CONCORD - The state's top law enforcement officer announced on Thursday that a group of 40 state attorneys general have joined an effort to stop or reduce bothersome and harmful robocalls.
The coalition was first formed following calls from New Hampshire Attorney General Gordon J. MacDonald and North Carolina Attorney General Josh Stein to pursue such an initiative more than a year ago.
This coalition continues to work with major telecom companies in order to identify technology that will assist in combatting illegal robocalls. A key focus has been the rapid increase in what's known as "neighbor spoofing." These "neighbor-spoofing" calls commonly appear on a consumer's caller ID with the same area code and local exchange as the consumer in order to increase the likelihood of the consumer to answer the call.
"Robocalls are not only disruptive and bothersome, but they also allow scammers greater access and the ability to prey on our most vulnerable citizens," said Attorney General MacDonald. "That is why Attorney General Stein and I began working with attorneys general across the country more than a year ago to address this growing problem."
"In order to see a true reduction in these calls, we must apply the most effective technology available while providing greater public education, and taking appropriate enforcement action to reduce and eliminate these troubling calls. The coalition is actively engaging the telecom companies to identify and implement solutions as quickly as possible," said MacDonald.

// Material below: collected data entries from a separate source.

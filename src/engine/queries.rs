use ulid::Ulid;

use crate::model::*;

use super::billing::{Quote, quote};
use super::{Engine, EngineError};

impl Engine {
    // ── Space catalog ────────────────────────────────────────

    /// All spaces linked to the entrance, with their distances. An unknown
    /// entrance yields an empty list; existence is the caller's check.
    pub fn spaces_for_entrance(&self, entrance_id: &Ulid) -> Vec<SpaceWithDistance> {
        self.store
            .assignments_for(entrance_id)
            .into_iter()
            .filter_map(|link| {
                self.store.space(&link.space_id).map(|space| SpaceWithDistance {
                    space,
                    distance: link.distance,
                })
            })
            .collect()
    }

    // ── Occupancy ────────────────────────────────────────────

    /// A space is vacant iff no Started session holds it. The occupancy
    /// index is maintained transactionally with session start/stop, so
    /// this is a plain lookup rather than a scan.
    pub fn is_vacant(&self, space_id: &Ulid) -> bool {
        self.store.is_vacant(space_id)
    }

    pub fn is_occupied(&self, space_id: &Ulid) -> bool {
        !self.is_vacant(space_id)
    }

    // ── Space selection ──────────────────────────────────────

    /// Pick a space for a vehicle coming through the entrance: linked →
    /// size-compatible → vacant, then the candidate with the largest
    /// distance (ties broken arbitrarily). Returns None when nothing
    /// qualifies — that is a capacity signal, not an error.
    pub fn select_space(&self, entrance_id: &Ulid, vehicle_size: Size) -> Option<SpaceWithDistance> {
        self.spaces_for_entrance(entrance_id)
            .into_iter()
            .filter(|candidate| vehicle_size.fits_in(candidate.space.size))
            .filter(|candidate| self.is_vacant(&candidate.space.id))
            .max_by_key(|candidate| candidate.distance)
    }

    // ── Tickets ──────────────────────────────────────────────

    /// The vehicle's single Active ticket, if any. The active-ticket index
    /// guarantees at most one; were the invariant ever violated at the
    /// store, the index still resolves to one winner.
    pub async fn active_ticket_for(&self, vehicle_id: &Ulid) -> Option<Ticket> {
        let ticket_id = self.store.active_ticket_id(vehicle_id)?;
        let shared = self.store.ticket(&ticket_id)?;
        let guard = shared.read().await;
        Some(guard.clone())
    }

    /// The vehicle's most recently completed ticket, by `completed_at`
    /// descending, considering only tickets that actually completed.
    pub(super) async fn latest_completed_ticket(&self, vehicle_id: &Ulid) -> Option<Ticket> {
        let mut latest: Option<Ticket> = None;
        for id in self.store.ticket_ids_for_vehicle(vehicle_id) {
            let Some(shared) = self.store.ticket(&id) else {
                continue;
            };
            let guard = shared.read().await;
            if guard.status != TicketStatus::Completed || guard.completed_at.is_none() {
                continue;
            }
            if latest
                .as_ref()
                .is_none_or(|best| guard.completed_at > best.completed_at)
            {
                latest = Some(guard.clone());
            }
        }
        latest
    }

    // ── Cost preview ─────────────────────────────────────────

    /// Price the vehicle's active session as of now, without mutating
    /// anything. What `exit` would charge if the vehicle left right away.
    pub async fn preview_cost(&self, vehicle_id: &Ulid) -> Result<Quote, EngineError> {
        if self.store.vehicle(vehicle_id).is_none() {
            return Err(EngineError::VehicleNotFound(*vehicle_id));
        }
        let ticket = self
            .active_ticket_for(vehicle_id)
            .await
            .ok_or(EngineError::NotParked(*vehicle_id))?;
        let session_id = ticket
            .current_session
            .ok_or(EngineError::NoActiveSession(ticket.id))?;
        let shared = self
            .store
            .session(&session_id)
            .ok_or(EngineError::NoActiveSession(ticket.id))?;
        let session = shared.read().await.clone();
        let space = self
            .store
            .space(&session.space_id)
            .ok_or(EngineError::SpaceNotFound(session.space_id))?;

        Ok(quote(
            &ticket,
            &session,
            space.size,
            &self.rates,
            self.clock.now_ms(),
        ))
    }

    // ── Registry lookups ─────────────────────────────────────

    pub fn vehicle(&self, id: &Ulid) -> Option<Vehicle> {
        self.store.vehicle(id)
    }

    pub fn entrance(&self, id: &Ulid) -> Option<Entrance> {
        self.store.entrance(id)
    }

    pub fn space(&self, id: &Ulid) -> Option<Space> {
        self.store.space(id)
    }

    pub fn entrance_count(&self) -> usize {
        self.store.entrance_count()
    }

    /// Snapshot of a ticket by id.
    pub async fn ticket(&self, id: &Ulid) -> Option<Ticket> {
        let shared = self.store.ticket(id)?;
        let guard = shared.read().await;
        Some(guard.clone())
    }

    /// Snapshot of a session by id.
    pub async fn session(&self, id: &Ulid) -> Option<ParkingSession> {
        let shared = self.store.session(id)?;
        let guard = shared.read().await;
        Some(guard.clone())
    }
}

Since this multistate group's formation in December 2017, there have been productive, in-depth meetings with several major telecom companies. These meetings have led to greater information sharing about the technological capabilities currently in existence or in development to end these calls.
In addition, many of the states, including New Hampshire, submitted comments to the Federal Communications Commission encouraging the FCC to pass rules authorizing voice service providers to block more illegally spoofed phone calls than what they had previously been able to do under prior FCC rules.
Attorney General MacDonald and his colleagues are also working to:
· Develop a detailed understanding of what is technologically feasible to minimize unwanted robocalls and illegal telemarking.
· Engage the major telecom companies to encourage them to expedite the best possible solutions for consumers.
· Determine whether states should make further recommendations to the FCC. Maine's AG is also involved in the process.